§ REQUIREMENT
Provide the number of lines of the records that include "CsvFlightRepository", with no other content.
GIVEN RECORDS: Begin
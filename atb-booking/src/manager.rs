use std::sync::Arc;

use atb_core::models::{Booking, FlightClass};
use atb_core::repository::{BookingRepository, FlightRepository, PassengerRepository};
use atb_core::search::BookingSearchCriteria;
use atb_core::{CoreError, CoreResult};
use tracing::{info, warn};
use uuid::Uuid;

use crate::availability::SeatAvailability;
use crate::locks::FlightLocks;

/// Books, cancels and modifies seat reservations
pub struct BookingManager {
    bookings: Arc<dyn BookingRepository>,
    flights: Arc<dyn FlightRepository>,
    passengers: Arc<dyn PassengerRepository>,
    availability: SeatAvailability,
    locks: FlightLocks,
}

impl BookingManager {
    pub fn new(
        bookings: Arc<dyn BookingRepository>,
        flights: Arc<dyn FlightRepository>,
        passengers: Arc<dyn PassengerRepository>,
    ) -> Self {
        Self {
            availability: SeatAvailability::new(bookings.clone()),
            bookings,
            flights,
            passengers,
            locks: FlightLocks::new(),
        }
    }

    pub async fn get_by_id(&self, id: Uuid) -> Option<Booking> {
        self.bookings.get_by_id(id).await
    }

    /// Reserves a seat. The capacity check and the insert run under the flight's lock.
    pub async fn book_flight(&self, flight_id: Uuid, passenger_id: Uuid, class: FlightClass) -> CoreResult<Booking> {
        // Unknown flights never get a lock entry
        let flight = self
            .flights
            .get_by_id(flight_id)
            .await
            .ok_or_else(|| CoreError::flight_not_found(flight_id))?;
        let _guard = self.locks.acquire(flight_id).await;

        if !self.availability.is_class_available(&flight, class).await {
            warn!("Rejected booking: {} is full or not offered on flight {}", class, flight_id);
            return Err(CoreError::CapacityExceeded { flight_id, class });
        }

        if self.passengers.get_by_id(passenger_id).await.is_none() {
            return Err(CoreError::passenger_not_found(passenger_id));
        }

        let booking = Booking::new(passenger_id, flight_id, class);
        self.bookings.add(booking.clone()).await?;

        info!("Booking {} created: passenger {} on flight {} ({})", booking.id, passenger_id, flight_id, class);
        Ok(booking)
    }

    pub async fn cancel_booking(&self, booking_id: Uuid) -> CoreResult<Booking> {
        let flight_id = self.find(booking_id).await?.flight_id;
        let _guard = self.locks.acquire(flight_id).await;

        let booking = self.find(booking_id).await?;

        if !self.bookings.delete(&booking).await? {
            return Err(CoreError::booking_not_found(booking_id));
        }

        info!("Booking {} cancelled", booking_id);
        Ok(booking)
    }

    /// Moves a booking to another class offered by its flight.
    ///
    /// Remaining seats in the target class are not checked here, unlike `book_flight`.
    pub async fn modify_booking(&self, booking_id: Uuid, new_class: FlightClass) -> CoreResult<Booking> {
        let flight_id = self.find(booking_id).await?.flight_id;
        let _guard = self.locks.acquire(flight_id).await;

        // Re-read under the lock, the booking may have been cancelled meanwhile
        let mut booking = self.find(booking_id).await?;

        if booking.class == new_class {
            warn!("Rejected modification of booking {}: already {}", booking_id, new_class);
            return Err(CoreError::NoOpRejected { booking_id, class: new_class });
        }

        let flight = self
            .flights
            .get_by_id(booking.flight_id)
            .await
            .ok_or_else(|| CoreError::flight_not_found(booking.flight_id))?;

        if !flight.offers(new_class) {
            warn!("Rejected modification of booking {}: flight {} has no {}", booking_id, flight.id, new_class);
            return Err(CoreError::ClassUnavailable { flight_id: flight.id, class: new_class });
        }

        let previous = booking.class;
        booking.class = new_class;
        if !self.bookings.update(booking.clone()).await? {
            return Err(CoreError::booking_not_found(booking_id));
        }

        info!("Booking {} moved from {} to {}", booking_id, previous, new_class);
        Ok(booking)
    }

    pub async fn get_passenger_bookings(&self, passenger_id: Uuid) -> Vec<Booking> {
        self.bookings.get_by_passenger(passenger_id).await
    }

    /// Manager filter over all bookings
    pub async fn get_matching_criteria(&self, criteria: Option<&BookingSearchCriteria>) -> Vec<Booking> {
        self.bookings.get_matching_criteria(criteria).await
    }

    pub async fn remaining_seats(&self, flight_id: Uuid, class: FlightClass) -> CoreResult<Option<u32>> {
        let flight = self
            .flights
            .get_by_id(flight_id)
            .await
            .ok_or_else(|| CoreError::flight_not_found(flight_id))?;
        Ok(self.availability.remaining_seats(&flight, class).await)
    }

    async fn find(&self, booking_id: Uuid) -> CoreResult<Booking> {
        self.bookings
            .get_by_id(booking_id)
            .await
            .ok_or_else(|| CoreError::booking_not_found(booking_id))
    }
}

#[cfg(test)]
mod tests {
    use super::*;
    use atb_core::models::{Flight, FlightClassDetails, Passenger};
    use atb_store::{CsvBookingRepository, CsvFlightRepository, CsvPassengerRepository, MemoryStore};
    use rust_decimal::Decimal;

    struct Fixture {
        manager: BookingManager,
        flight: Flight,
        passengers: Vec<Passenger>,
        booking_store: Arc<MemoryStore<Booking>>,
    }

    fn passenger(name: &str) -> Passenger {
        Passenger {
            id: Uuid::new_v4(),
            name: name.to_string(),
            email: format!("{}@example.com", name.to_lowercase()),
            phone_number: "+962790000000".to_string(),
            passport_number: "A1234567".to_string(),
        }
    }

    async fn fixture(economy_capacity: u32, business_capacity: u32) -> Fixture {
        let flight = Flight {
            id: Uuid::new_v4(),
            departure_country: "Jordan".to_string(),
            destination_country: "Lebanon".to_string(),
            departure_date: "2025-09-01T09:00:00Z".parse().unwrap(),
            departure_airport: "AMM".to_string(),
            arrival_airport: "BEY".to_string(),
            class_details: vec![
                FlightClassDetails::new(FlightClass::Economy, Decimal::from(90), economy_capacity),
                FlightClassDetails::new(FlightClass::Business, Decimal::from(400), business_capacity),
            ],
        };
        let passengers = vec![passenger("Nour"), passenger("Fadi"), passenger("Maya")];

        let flights: Arc<dyn FlightRepository> = Arc::new(
            CsvFlightRepository::open(Arc::new(MemoryStore::with_file("f.csv", vec![flight.clone()])), "f.csv")
                .await
                .unwrap(),
        );
        let passenger_repo = CsvPassengerRepository::open(Arc::new(MemoryStore::with_file("p.csv", passengers.clone())), "p.csv")
            .await
            .unwrap();
        let booking_store = Arc::new(MemoryStore::<Booking>::with_file("b.csv", Vec::new()));
        let bookings = CsvBookingRepository::open(booking_store.clone(), "b.csv", flights.clone())
            .await
            .unwrap();

        Fixture {
            manager: BookingManager::new(Arc::new(bookings), flights, Arc::new(passenger_repo)),
            flight,
            passengers,
            booking_store,
        }
    }

    #[tokio::test]
    async fn test_book_flight_persists_booking() {
        let f = fixture(2, 1).await;
        let booking = f
            .manager
            .book_flight(f.flight.id, f.passengers[0].id, FlightClass::Economy)
            .await
            .unwrap();

        assert_eq!(f.manager.get_by_id(booking.id).await, Some(booking.clone()));
        assert_eq!(f.manager.get_passenger_bookings(f.passengers[0].id).await, vec![booking]);
        assert_eq!(f.booking_store.write_count(), 1);
        assert_eq!(
            f.manager.remaining_seats(f.flight.id, FlightClass::Economy).await.unwrap(),
            Some(1)
        );
    }

    #[tokio::test]
    async fn test_book_unknown_flight_or_passenger() {
        let f = fixture(2, 1).await;

        let err = f
            .manager
            .book_flight(Uuid::new_v4(), f.passengers[0].id, FlightClass::Economy)
            .await
            .unwrap_err();
        assert!(matches!(err, CoreError::NotFound { entity: "Flight", .. }));

        let err = f
            .manager
            .book_flight(f.flight.id, Uuid::new_v4(), FlightClass::Economy)
            .await
            .unwrap_err();
        assert!(matches!(err, CoreError::NotFound { entity: "Passenger", .. }));
        assert!(f.manager.get_matching_criteria(None).await.is_empty());
    }

    #[tokio::test]
    async fn test_unknown_flight_takes_no_lock() {
        let f = fixture(2, 1).await;
        for _ in 0..5 {
            let result = f
                .manager
                .book_flight(Uuid::new_v4(), f.passengers[0].id, FlightClass::Economy)
                .await;
            assert!(matches!(result, Err(CoreError::NotFound { entity: "Flight", .. })));
        }
        assert!(f.manager.locks.is_empty());

        f.manager
            .book_flight(f.flight.id, f.passengers[0].id, FlightClass::Economy)
            .await
            .unwrap();
        assert_eq!(f.manager.locks.len(), 1);
    }

    #[tokio::test]
    async fn test_capacity_is_never_exceeded() {
        let f = fixture(2, 1).await;
        for p in &f.passengers {
            let _ = f.manager.book_flight(f.flight.id, p.id, FlightClass::Economy).await;
        }
        let err = f
            .manager
            .book_flight(f.flight.id, f.passengers[0].id, FlightClass::Economy)
            .await
            .unwrap_err();

        assert!(matches!(err, CoreError::CapacityExceeded { class: FlightClass::Economy, .. }));
        let criteria = BookingSearchCriteria {
            flight_id: Some(f.flight.id),
            class: Some(FlightClass::Economy),
            ..Default::default()
        };
        assert_eq!(f.manager.get_matching_criteria(Some(&criteria)).await.len(), 2);
    }

    #[tokio::test]
    async fn test_class_not_offered_is_unavailable() {
        let f = fixture(2, 1).await;
        let err = f
            .manager
            .book_flight(f.flight.id, f.passengers[0].id, FlightClass::FirstClass)
            .await
            .unwrap_err();
        assert!(matches!(err, CoreError::CapacityExceeded { .. }));
        assert_eq!(
            f.manager.remaining_seats(f.flight.id, FlightClass::FirstClass).await.unwrap(),
            None
        );
    }

    #[tokio::test]
    async fn test_cancel_booking() {
        let f = fixture(1, 1).await;
        let booking = f
            .manager
            .book_flight(f.flight.id, f.passengers[0].id, FlightClass::Economy)
            .await
            .unwrap();

        f.manager.cancel_booking(booking.id).await.unwrap();
        assert_eq!(f.manager.get_by_id(booking.id).await, None);

        let err = f.manager.cancel_booking(booking.id).await.unwrap_err();
        assert!(matches!(err, CoreError::NotFound { entity: "Booking", .. }));
    }

    #[tokio::test]
    async fn test_cancel_returns_the_latest_class() {
        let f = fixture(2, 1).await;
        let booking = f
            .manager
            .book_flight(f.flight.id, f.passengers[0].id, FlightClass::Economy)
            .await
            .unwrap();

        // Hold the flight lock so the cancel queues behind a pending class change
        let guard = f.manager.locks.acquire(f.flight.id).await;
        let (cancelled, _) = tokio::join!(f.manager.cancel_booking(booking.id), async {
            let mut moved = booking.clone();
            moved.class = FlightClass::Business;
            f.manager.bookings.update(moved).await.unwrap();
            drop(guard);
        });

        assert_eq!(cancelled.unwrap().class, FlightClass::Business);
        assert_eq!(f.manager.get_by_id(booking.id).await, None);
    }

    #[tokio::test]
    async fn test_modify_to_same_class_is_rejected_without_writing() {
        let f = fixture(2, 1).await;
        let booking = f
            .manager
            .book_flight(f.flight.id, f.passengers[0].id, FlightClass::Economy)
            .await
            .unwrap();
        let writes = f.booking_store.write_count();

        let err = f.manager.modify_booking(booking.id, FlightClass::Economy).await.unwrap_err();

        assert!(matches!(err, CoreError::NoOpRejected { .. }));
        assert_eq!(f.booking_store.write_count(), writes);
        assert_eq!(f.manager.get_by_id(booking.id).await, Some(booking));
    }

    #[tokio::test]
    async fn test_modify_to_unoffered_class() {
        let f = fixture(2, 1).await;
        let booking = f
            .manager
            .book_flight(f.flight.id, f.passengers[0].id, FlightClass::Economy)
            .await
            .unwrap();

        let err = f.manager.modify_booking(booking.id, FlightClass::FirstClass).await.unwrap_err();
        assert!(matches!(err, CoreError::ClassUnavailable { class: FlightClass::FirstClass, .. }));

        let err = f.manager.modify_booking(Uuid::new_v4(), FlightClass::Business).await.unwrap_err();
        assert!(matches!(err, CoreError::NotFound { entity: "Booking", .. }));
    }

    #[tokio::test]
    async fn test_modify_does_not_recheck_target_capacity() {
        // Business holds a single seat and is already taken
        let f = fixture(2, 1).await;
        f.manager
            .book_flight(f.flight.id, f.passengers[0].id, FlightClass::Business)
            .await
            .unwrap();
        let economy = f
            .manager
            .book_flight(f.flight.id, f.passengers[1].id, FlightClass::Economy)
            .await
            .unwrap();

        let moved = f.manager.modify_booking(economy.id, FlightClass::Business).await.unwrap();

        assert_eq!(moved.class, FlightClass::Business);
        assert_eq!(
            f.manager.remaining_seats(f.flight.id, FlightClass::Business).await.unwrap(),
            Some(0)
        );
        let business = BookingSearchCriteria {
            class: Some(FlightClass::Business),
            ..Default::default()
        };
        assert_eq!(f.manager.get_matching_criteria(Some(&business)).await.len(), 2);
    }

    #[tokio::test]
    async fn test_failed_write_does_not_book() {
        let f = fixture(2, 1).await;
        f.booking_store.set_fail_writes(true);

        let err = f
            .manager
            .book_flight(f.flight.id, f.passengers[0].id, FlightClass::Economy)
            .await
            .unwrap_err();

        assert!(matches!(err, CoreError::Storage(_)));
        assert!(f.manager.get_passenger_bookings(f.passengers[0].id).await.is_empty());
    }
}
GIVEN RECORDS: End
§ WORKED SOLUTION
2